- _EXERCISE DIRECTIONS_:
Pick every line out of the entries below that holds the string "invariant", and report them.

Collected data
****
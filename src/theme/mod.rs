mod colors;
mod detect;

use ratatui::style::Color;

pub use colors::*;
pub use detect::detect_system_theme;

/// 主题类型
#[derive(Debug, Clone, Copy, PartialEq, Eq, Default)]
pub enum Theme {
    #[default]
    Auto,
    Dark,
    Light,
    Nord,
    Gruvbox,
}

impl Theme {
    /// 主题显示名称
    pub fn label(&self) -> &'static str {
        match self {
            Theme::Auto => "Auto",
            Theme::Dark => "Dark",
            Theme::Light => "Light",
            Theme::Nord => "Nord",
            Theme::Gruvbox => "Gruvbox",
        }
    }

    /// 所有主题列表
    pub fn all() -> &'static [Theme] {
        &[
            Theme::Auto,
            Theme::Dark,
            Theme::Light,
            Theme::Nord,
            Theme::Gruvbox,
        ]
    }

    /// 下一个主题（循环）
    pub fn next(&self) -> Self {
        let all = Self::all();
        let index = all.iter().position(|t| t == self).unwrap_or(0);
        all[(index + 1) % all.len()]
    }

    /// 从名称创建主题（用于配置加载），大小写不敏感
    pub fn from_name(name: &str) -> Option<Self> {
        Self::all()
            .iter()
            .copied()
            .find(|t| t.label().eq_ignore_ascii_case(name.trim()))
    }
}

/// 主题颜色方案
#[derive(Debug, Clone, Copy)]
pub struct ThemeColors {
    /// 主背景色
    pub bg: Color,
    /// 次级背景色（选中行）
    pub bg_secondary: Color,
    /// 标题颜色
    pub title: Color,
    /// 高亮色（光标、快捷键、按钮）
    pub highlight: Color,
    /// 普通文字
    pub text: Color,
    /// 次要文字（灰色）
    pub muted: Color,
    /// 边框颜色
    pub border: Color,
    /// 任务序号
    pub index: Color,
    /// 错误提示
    pub error: Color,
}

/// 获取指定主题的颜色方案
pub fn get_theme_colors(theme: Theme) -> ThemeColors {
    match theme {
        Theme::Auto => {
            if detect_system_theme() {
                dark_colors()
            } else {
                light_colors()
            }
        }
        Theme::Dark => dark_colors(),
        Theme::Light => light_colors(),
        Theme::Nord => nord_colors(),
        Theme::Gruvbox => gruvbox_colors(),
    }
}

#[cfg(test)]
mod tests {
    use super::*;

    #[test]
    fn test_next_cycles_through_all() {
        let mut theme = Theme::Auto;
        for _ in 0..Theme::all().len() {
            theme = theme.next();
        }
        assert_eq!(theme, Theme::Auto);
        assert_eq!(Theme::Gruvbox.next(), Theme::Auto);
    }

    #[test]
    fn test_from_name() {
        assert_eq!(Theme::from_name("Nord"), Some(Theme::Nord));
        assert_eq!(Theme::from_name("gruvbox"), Some(Theme::Gruvbox));
        assert_eq!(Theme::from_name(" light "), Some(Theme::Light));
        assert_eq!(Theme::from_name("Solarized"), None);
    }

    #[test]
    fn test_label_round_trip() {
        for theme in Theme::all() {
            assert_eq!(Theme::from_name(theme.label()), Some(*theme));
        }
    }
}
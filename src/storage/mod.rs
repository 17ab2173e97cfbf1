pub mod config;

use std::path::PathBuf;

use crate::error::{Result, TaskpadError};

/// 获取 ~/.taskpad/ 目录路径
pub fn taskpad_dir() -> Result<PathBuf> {
    dirs::home_dir()
        .map(|home| home.join(".taskpad"))
        .ok_or_else(|| TaskpadError::config("cannot find home directory"))
}
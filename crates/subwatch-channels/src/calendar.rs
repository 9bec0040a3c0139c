//! Calendar channel — renewal reminders as CalDAV events.
//!
//! Writes an all-day VEVENT on the renewal date into the user's calendar
//! collection via an authenticated `PUT`. Works against Radicale, Nextcloud,
//! Fastmail, and other RFC 4791 servers.

use async_trait::async_trait;

use subwatch_core::config::CalendarSettings;
use subwatch_core::error::{Result, SubwatchError};
use subwatch_core::traits::ChannelAdapter;
use subwatch_core::types::{ChannelKind, ConnectionCheck, RenewalNotice, SendOutcome};

const REQUEST_TIMEOUT: std::time::Duration = std::time::Duration::from_secs(10);

/// CalDAV adapter for one user's calendar collection.
pub struct CalendarAdapter {
    settings: CalendarSettings,
    client: reqwest::Client,
}

impl CalendarAdapter {
    pub fn new(settings: CalendarSettings) -> Self {
        Self { settings, client: reqwest::Client::new() }
    }

    fn event_url(&self, uid: &str) -> String {
        format!("{}/{uid}.ics", self.settings.calendar_url.trim_end_matches('/'))
    }

    async fn try_send(&self, notice: &RenewalNotice) -> Result<String> {
        let uid = uuid::Uuid::new_v4().to_string();
        let ics = build_ics(notice, &uid);

        let resp = self
            .client
            .put(self.event_url(&uid))
            .basic_auth(&self.settings.username, Some(&self.settings.password))
            .header("Content-Type", "text/calendar; charset=utf-8")
            // Never overwrite an existing resource with this name.
            .header("If-None-Match", "*")
            .body(ics)
            .timeout(REQUEST_TIMEOUT)
            .send()
            .await
            .map_err(|e| SubwatchError::Channel(format!("CalDAV PUT failed: {e}")))?;

        if resp.status().is_success() {
            Ok(uid)
        } else {
            let status = resp.status();
            let body = resp.text().await.unwrap_or_default();
            Err(SubwatchError::Channel(format!("CalDAV error {status}: {body}")))
        }
    }
}

/// Build the iCalendar payload: a single all-day event on the renewal date.
fn build_ics(notice: &RenewalNotice, uid: &str) -> String {
    let date = notice.next_renewal.format("%Y%m%d");
    let stamp = notice.next_renewal.format("%Y%m%dT%H%M%SZ");
    let summary = escape_ics(&format!(
        "{} renews ({})",
        notice.name, notice.cost_display
    ));
    let mut description = format!(
        "Subscription {} renews {} at {} per {} cycle.",
        notice.name,
        notice.renews_phrase(),
        notice.cost_display,
        notice.billing_cycle.as_str(),
    );
    if let Some(note) = &notice.note {
        description.push(' ');
        description.push_str(note);
    }
    let description = escape_ics(&description);

    // RFC 5545 mandates CRLF line endings.
    [
        "BEGIN:VCALENDAR",
        "VERSION:2.0",
        "PRODID:-//SubWatch//Renewal Reminder//EN",
        "BEGIN:VEVENT",
        &format!("UID:{uid}"),
        &format!("DTSTAMP:{stamp}"),
        &format!("DTSTART;VALUE=DATE:{date}"),
        &format!("SUMMARY:{summary}"),
        &format!("DESCRIPTION:{description}"),
        "TRANSP:TRANSPARENT",
        "END:VEVENT",
        "END:VCALENDAR",
    ]
    .join("\r\n")
        + "\r\n"
}

/// Escape iCalendar TEXT values (RFC 5545 §3.3.11).
fn escape_ics(s: &str) -> String {
    s.replace('\\', "\\\\")
        .replace(';', "\\;")
        .replace(',', "\\,")
        .replace('\n', "\\n")
}

#[async_trait]
impl ChannelAdapter for CalendarAdapter {
    fn kind(&self) -> ChannelKind {
        ChannelKind::Calendar
    }

    async fn send(&self, notice: &RenewalNotice) -> SendOutcome {
        match self.try_send(notice).await {
            Ok(uid) => {
                tracing::info!("📅 Calendar event created for '{}'", notice.name);
                SendOutcome::sent(Some(uid))
            }
            Err(e) => SendOutcome::failed(e.to_string()),
        }
    }

    async fn test_connection(&self) -> ConnectionCheck {
        let resp = match self
            .client
            .request(reqwest::Method::OPTIONS, &self.settings.calendar_url)
            .basic_auth(&self.settings.username, Some(&self.settings.password))
            .timeout(REQUEST_TIMEOUT)
            .send()
            .await
        {
            Ok(r) => r,
            Err(e) => return ConnectionCheck::failed(format!("CalDAV OPTIONS failed: {e}")),
        };

        if !resp.status().is_success() {
            return ConnectionCheck::failed(format!("CalDAV returned {}", resp.status()));
        }
        if resp.headers().contains_key("dav") {
            ConnectionCheck::ok("CalDAV collection reachable")
        } else {
            ConnectionCheck::failed("Server responded but does not advertise DAV support")
        }
    }
}
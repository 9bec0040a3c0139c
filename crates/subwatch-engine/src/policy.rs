//! Due-reminder policy — the pure decision core.
//!
//! A threshold fires on exactly one calendar day: `days_until_renewal == t`,
//! not `<= t`. An hourly tick therefore never re-evaluates a past day as
//! due once ledger entries exist, and a day is never skipped as long as the
//! scheduler runs at least once during it.

use chrono::{DateTime, Utc};

use subwatch_core::config::NotificationPreferences;
use subwatch_core::error::Result;
use subwatch_core::traits::ReminderLedger;
use subwatch_core::types::Subscription;

const DAY_SECS: i64 = 86_400;

/// ceil((renewal - now) / 1 day). Zero means "renews today"; negative means
/// the renewal is more than a whole day in the past.
pub fn days_until_renewal(now: DateTime<Utc>, renewal: DateTime<Utc>) -> i64 {
    let secs = (renewal - now).num_seconds();
    secs.div_euclid(DAY_SECS) + i64::from(secs.rem_euclid(DAY_SECS) > 0)
}

/// Thresholds due for this subscription right now.
///
/// A threshold is due iff the day count matches exactly AND at least one of
/// the user's enabled channels has no `sent` ledger entry for the pair —
/// so a later tick retries only channels that have not succeeded yet, and
/// once every enabled channel has a `sent` entry the threshold never fires
/// again. Inactive subscriptions never produce due reminders.
pub async fn due_thresholds(
    subscription: &Subscription,
    prefs: &NotificationPreferences,
    now: DateTime<Utc>,
    ledger: &dyn ReminderLedger,
) -> Result<Vec<u32>> {
    if !subscription.active {
        return Ok(Vec::new());
    }
    let enabled = prefs.enabled_channels();
    if enabled.is_empty() {
        return Ok(Vec::new());
    }

    let days = days_until_renewal(now, subscription.next_renewal);
    let mut due = Vec::new();
    for &threshold in &prefs.thresholds {
        if i64::from(threshold) != days || due.contains(&threshold) {
            continue;
        }
        for &channel in &enabled {
            if !ledger.sent_exists_on(&subscription.id, threshold, channel).await? {
                due.push(threshold);
                break;
            }
        }
    }
    Ok(due)
}
//! Shared test fixtures: canned subscriptions/preferences, scripted channel
//! adapters, and static store doubles.

use std::collections::{HashMap, HashSet};
use std::sync::Mutex;

use async_trait::async_trait;
use chrono::{DateTime, Utc};

use subwatch_core::config::{
    CalendarSettings, EmailSettings, MessagingSettings, NotificationPreferences,
};
use subwatch_core::error::{Result, SubwatchError};
use subwatch_core::traits::{
    AdapterFactory, ChannelAdapter, PreferenceStore, SubscriptionStore,
};
use subwatch_core::types::{
    BillingCycle, ChannelKind, ConnectionCheck, RenewalNotice, SendOutcome, Subscription,
};

pub fn subscription(
    id: &str,
    user_id: &str,
    next_renewal: DateTime<Utc>,
    active: bool,
) -> Subscription {
    Subscription {
        id: id.into(),
        user_id: user_id.into(),
        name: format!("service-{id}"),
        cost_cents: 999,
        currency: "USD".into(),
        billing_cycle: BillingCycle::Monthly,
        next_renewal,
        active,
        is_trial: false,
    }
}

/// Preferences with the given channels fully configured, thresholds [7,3,1],
/// UTC timezone, and a send window that is always open.
pub fn prefs_with_channels(channels: &[ChannelKind]) -> NotificationPreferences {
    let mut prefs = NotificationPreferences {
        send_time: "00:00".into(),
        ..Default::default()
    };
    for channel in channels {
        match channel {
            ChannelKind::Email => {
                prefs.email = Some(EmailSettings {
                    enabled: true,
                    smtp_host: "smtp.example.com".into(),
                    smtp_port: 587,
                    username: "bot@example.com".into(),
                    password: "secret".into(),
                    from_address: String::new(),
                    to_address: "user@example.com".into(),
                });
            }
            ChannelKind::Messaging => {
                prefs.messaging = Some(MessagingSettings {
                    enabled: true,
                    bot_token: "123:abc".into(),
                    chat_id: "42".into(),
                });
            }
            ChannelKind::Calendar => {
                prefs.calendar = Some(CalendarSettings {
                    enabled: true,
                    calendar_url: "https://dav.example.com/cal/u1".into(),
                    username: "u".into(),
                    password: "p".into(),
                });
            }
        }
    }
    prefs
}

/// Adapter that returns a fixed outcome without touching any provider.
pub struct ScriptedAdapter {
    kind: ChannelKind,
    outcome: SendOutcome,
}

#[async_trait]
impl ChannelAdapter for ScriptedAdapter {
    fn kind(&self) -> ChannelKind {
        self.kind
    }

    async fn send(&self, _notice: &RenewalNotice) -> SendOutcome {
        self.outcome.clone()
    }

    async fn test_connection(&self) -> ConnectionCheck {
        ConnectionCheck::ok("scripted")
    }
}

/// Factory handing out scripted adapters. A channel with no scripted
/// outcome counts as unconfigured. Outcomes can be changed between ticks.
#[derive(Default)]
pub struct ScriptedFactory {
    outcomes: Mutex<HashMap<ChannelKind, SendOutcome>>,
}

impl ScriptedFactory {
    pub fn new() -> Self {
        Self::default()
    }

    pub fn with(self, kind: ChannelKind, outcome: SendOutcome) -> Self {
        self.set(kind, outcome);
        self
    }

    pub fn set(&self, kind: ChannelKind, outcome: SendOutcome) {
        self.outcomes.lock().unwrap().insert(kind, outcome);
    }
}

impl AdapterFactory for ScriptedFactory {
    fn adapter_for(
        &self,
        kind: ChannelKind,
        _prefs: &NotificationPreferences,
    ) -> Option<Box<dyn ChannelAdapter>> {
        let outcome = self.outcomes.lock().unwrap().get(&kind).cloned()?;
        Some(Box::new(ScriptedAdapter { kind, outcome }))
    }
}

/// In-memory subscription + preference store with per-user failure
/// injection, for tick-resilience tests.
#[derive(Default)]
pub struct StaticStore {
    pub subscriptions: Vec<Subscription>,
    pub preferences: Vec<(String, NotificationPreferences)>,
    pub failing_users: HashSet<String>,
}

impl StaticStore {
    pub fn new() -> Self {
        Self::default()
    }
}

#[async_trait]
impl SubscriptionStore for StaticStore {
    async fn list_active_for_user(&self, user_id: &str) -> Result<Vec<Subscription>> {
        if self.failing_users.contains(user_id) {
            return Err(SubwatchError::Store(format!(
                "corrupt subscription row for user {user_id}"
            )));
        }
        Ok(self
            .subscriptions
            .iter()
            .filter(|s| s.user_id == user_id && s.active)
            .cloned()
            .collect())
    }
}

#[async_trait]
impl PreferenceStore for StaticStore {
    async fn list_users_with_preferences(
        &self,
    ) -> Result<Vec<(String, NotificationPreferences)>> {
        Ok(self.preferences.clone())
    }

    async fn get_preferences(&self, user_id: &str) -> Result<Option<NotificationPreferences>> {
        Ok(self
            .preferences
            .iter()
            .find(|(id, _)| id == user_id)
            .map(|(_, prefs)| prefs.clone()))
    }
}
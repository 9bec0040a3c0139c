//! # SubWatch Core
//!
//! Shared types, configuration, and trait seams for the reminder engine.
//! Everything the channel adapters and the scheduler agree on lives here.

pub mod config;
pub mod error;
pub mod traits;
pub mod types;

pub use config::{
    CalendarSettings, EmailSettings, EngineConfig, MessagingSettings, NotificationPreferences,
};
pub use error::{Result, SubwatchError};
pub use traits::{
    AdapterFactory, ChannelAdapter, PreferenceStore, ReminderLedger, SubscriptionStore,
};
pub use types::{
    BillingCycle, ChannelKind, ConnectionCheck, DeliveryStatus, DueReminder, LedgerEntry,
    ReminderStats, RenewalNotice, SendOutcome, Subscription,
};
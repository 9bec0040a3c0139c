//! SQLite-backed reminder ledger.
//!
//! Append-only: rows are inserted and never updated. The partial unique
//! index makes the "at most one sent entry per (subscription, threshold,
//! channel)" invariant hold even under concurrent writers.

use std::path::Path;
use std::sync::Mutex;

use async_trait::async_trait;
use chrono::{DateTime, Duration, Utc};
use rusqlite::Connection;

use subwatch_core::error::{Result, SubwatchError};
use subwatch_core::traits::ReminderLedger;
use subwatch_core::types::{ChannelKind, DeliveryStatus, LedgerEntry, ReminderStats};

pub struct SqliteLedger {
    conn: Mutex<Connection>,
}

impl SqliteLedger {
    /// Open or create the ledger database.
    pub fn open(path: &Path) -> Result<Self> {
        let conn = Connection::open(path)
            .map_err(|e| SubwatchError::Ledger(format!("DB open: {e}")))?;
        let ledger = Self { conn: Mutex::new(conn) };
        ledger.migrate()?;
        Ok(ledger)
    }

    /// In-memory database, for tests.
    pub fn open_in_memory() -> Result<Self> {
        let conn = Connection::open_in_memory()
            .map_err(|e| SubwatchError::Ledger(format!("DB open: {e}")))?;
        let ledger = Self { conn: Mutex::new(conn) };
        ledger.migrate()?;
        Ok(ledger)
    }

    fn migrate(&self) -> Result<()> {
        self.conn
            .lock()
            .unwrap()
            .execute_batch(
                "
            CREATE TABLE IF NOT EXISTS reminder_ledger (
                id TEXT PRIMARY KEY,
                user_id TEXT NOT NULL,
                subscription_id TEXT NOT NULL,
                threshold_days INTEGER NOT NULL,
                channel TEXT NOT NULL,
                status TEXT NOT NULL,           -- 'sent' | 'failed'
                error TEXT,
                provider_message_id TEXT,
                created_at TEXT NOT NULL
            );

            CREATE INDEX IF NOT EXISTS idx_ledger_pair
                ON reminder_ledger (subscription_id, threshold_days);

            CREATE INDEX IF NOT EXISTS idx_ledger_user
                ON reminder_ledger (user_id, created_at);

            -- The idempotency invariant, enforced at the storage layer.
            CREATE UNIQUE INDEX IF NOT EXISTS idx_ledger_sent_once
                ON reminder_ledger (subscription_id, threshold_days, channel)
                WHERE status = 'sent';
         ",
            )
            .map_err(|e| SubwatchError::Ledger(format!("Migration: {e}")))?;
        Ok(())
    }

    fn count_sent(
        &self,
        subscription_id: &str,
        threshold_days: u32,
        channel: Option<ChannelKind>,
    ) -> Result<i64> {
        let conn = self.conn.lock().unwrap();
        let count = match channel {
            Some(ch) => conn.query_row(
                "SELECT COUNT(*) FROM reminder_ledger
                 WHERE subscription_id = ?1 AND threshold_days = ?2
                   AND channel = ?3 AND status = 'sent'",
                rusqlite::params![subscription_id, threshold_days, ch.as_str()],
                |row| row.get::<_, i64>(0),
            ),
            None => conn.query_row(
                "SELECT COUNT(*) FROM reminder_ledger
                 WHERE subscription_id = ?1 AND threshold_days = ?2 AND status = 'sent'",
                rusqlite::params![subscription_id, threshold_days],
                |row| row.get::<_, i64>(0),
            ),
        };
        count.map_err(|e| SubwatchError::Ledger(format!("Exists query: {e}")))
    }

    /// All entries for one subscription, oldest first. Used by tests and
    /// audit tooling.
    pub fn entries_for_subscription(&self, subscription_id: &str) -> Result<Vec<LedgerEntry>> {
        let conn = self.conn.lock().unwrap();
        let mut stmt = conn
            .prepare(
                "SELECT id, user_id, subscription_id, threshold_days, channel, status,
                        error, provider_message_id, created_at
                 FROM reminder_ledger WHERE subscription_id = ?1 ORDER BY created_at",
            )
            .map_err(|e| SubwatchError::Ledger(format!("Prepare: {e}")))?;

        let rows = stmt
            .query_map([subscription_id], |row| {
                Ok((
                    row.get::<_, String>(0)?,
                    row.get::<_, String>(1)?,
                    row.get::<_, String>(2)?,
                    row.get::<_, u32>(3)?,
                    row.get::<_, String>(4)?,
                    row.get::<_, String>(5)?,
                    row.get::<_, Option<String>>(6)?,
                    row.get::<_, Option<String>>(7)?,
                    row.get::<_, String>(8)?,
                ))
            })
            .map_err(|e| SubwatchError::Ledger(format!("Query: {e}")))?;

        let mut entries = Vec::new();
        for row in rows {
            let (id, user_id, subscription_id, threshold_days, channel, status, error, provider_message_id, created_at) =
                row.map_err(|e| SubwatchError::Ledger(format!("Row: {e}")))?;
            entries.push(LedgerEntry {
                id,
                user_id,
                subscription_id,
                threshold_days,
                channel: channel
                    .parse()
                    .map_err(|e| SubwatchError::Ledger(format!("Bad channel: {e}")))?,
                status: DeliveryStatus::parse(&status)
                    .ok_or_else(|| SubwatchError::Ledger(format!("Bad status '{status}'")))?,
                error,
                provider_message_id,
                created_at: DateTime::parse_from_rfc3339(&created_at)
                    .map_err(|e| SubwatchError::Ledger(format!("Bad timestamp: {e}")))?
                    .with_timezone(&Utc),
            });
        }
        Ok(entries)
    }
}

#[async_trait]
impl ReminderLedger for SqliteLedger {
    async fn sent_exists(&self, subscription_id: &str, threshold_days: u32) -> Result<bool> {
        Ok(self.count_sent(subscription_id, threshold_days, None)? > 0)
    }

    async fn sent_exists_on(
        &self,
        subscription_id: &str,
        threshold_days: u32,
        channel: ChannelKind,
    ) -> Result<bool> {
        Ok(self.count_sent(subscription_id, threshold_days, Some(channel))? > 0)
    }

    async fn record(&self, entry: LedgerEntry) -> Result<()> {
        let result = self.conn.lock().unwrap().execute(
            "INSERT INTO reminder_ledger
             (id, user_id, subscription_id, threshold_days, channel, status,
              error, provider_message_id, created_at)
             VALUES (?1, ?2, ?3, ?4, ?5, ?6, ?7, ?8, ?9)",
            rusqlite::params![
                entry.id,
                entry.user_id,
                entry.subscription_id,
                entry.threshold_days,
                entry.channel.as_str(),
                entry.status.as_str(),
                entry.error,
                entry.provider_message_id,
                entry.created_at.to_rfc3339(),
            ],
        );
        match result {
            Ok(_) => Ok(()),
            Err(rusqlite::Error::SqliteFailure(e, _))
                if e.code == rusqlite::ErrorCode::ConstraintViolation =>
            {
                Err(SubwatchError::Ledger(format!(
                    "duplicate sent entry for ({}, {}, {})",
                    entry.subscription_id, entry.threshold_days, entry.channel
                )))
            }
            Err(e) => Err(SubwatchError::Ledger(format!("Insert: {e}"))),
        }
    }

    async fn stats_for_user(&self, user_id: &str, now: DateTime<Utc>) -> Result<ReminderStats> {
        let conn = self.conn.lock().unwrap();
        let mut stats = ReminderStats::default();

        let mut stmt = conn
            .prepare(
                "SELECT channel, status, COUNT(*) FROM reminder_ledger
                 WHERE user_id = ?1 GROUP BY channel, status",
            )
            .map_err(|e| SubwatchError::Ledger(format!("Prepare: {e}")))?;
        let rows = stmt
            .query_map([user_id], |row| {
                Ok((
                    row.get::<_, String>(0)?,
                    row.get::<_, String>(1)?,
                    row.get::<_, i64>(2)?,
                ))
            })
            .map_err(|e| SubwatchError::Ledger(format!("Stats query: {e}")))?;
        for row in rows {
            let (channel, status, count) =
                row.map_err(|e| SubwatchError::Ledger(format!("Row: {e}")))?;
            let count = count as u64;
            match DeliveryStatus::parse(&status) {
                Some(DeliveryStatus::Sent) => {
                    *stats.sent_by_channel.entry(channel).or_insert(0) += count;
                }
                Some(DeliveryStatus::Failed) => {
                    *stats.failed_by_channel.entry(channel).or_insert(0) += count;
                }
                None => {}
            }
        }

        let cutoff = (now - Duration::days(30)).to_rfc3339();
        stats.last_30_days = conn
            .query_row(
                "SELECT COUNT(*) FROM reminder_ledger
                 WHERE user_id = ?1 AND created_at >= ?2",
                rusqlite::params![user_id, cutoff],
                |row| row.get::<_, i64>(0),
            )
            .map_err(|e| SubwatchError::Ledger(format!("Window query: {e}")))? as u64;

        Ok(stats)
    }
}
****
- _THE ANSWER_:
//! channel)" invariant hold even under concurrent writers.
            -- The idempotency invariant, enforced at the storage layer.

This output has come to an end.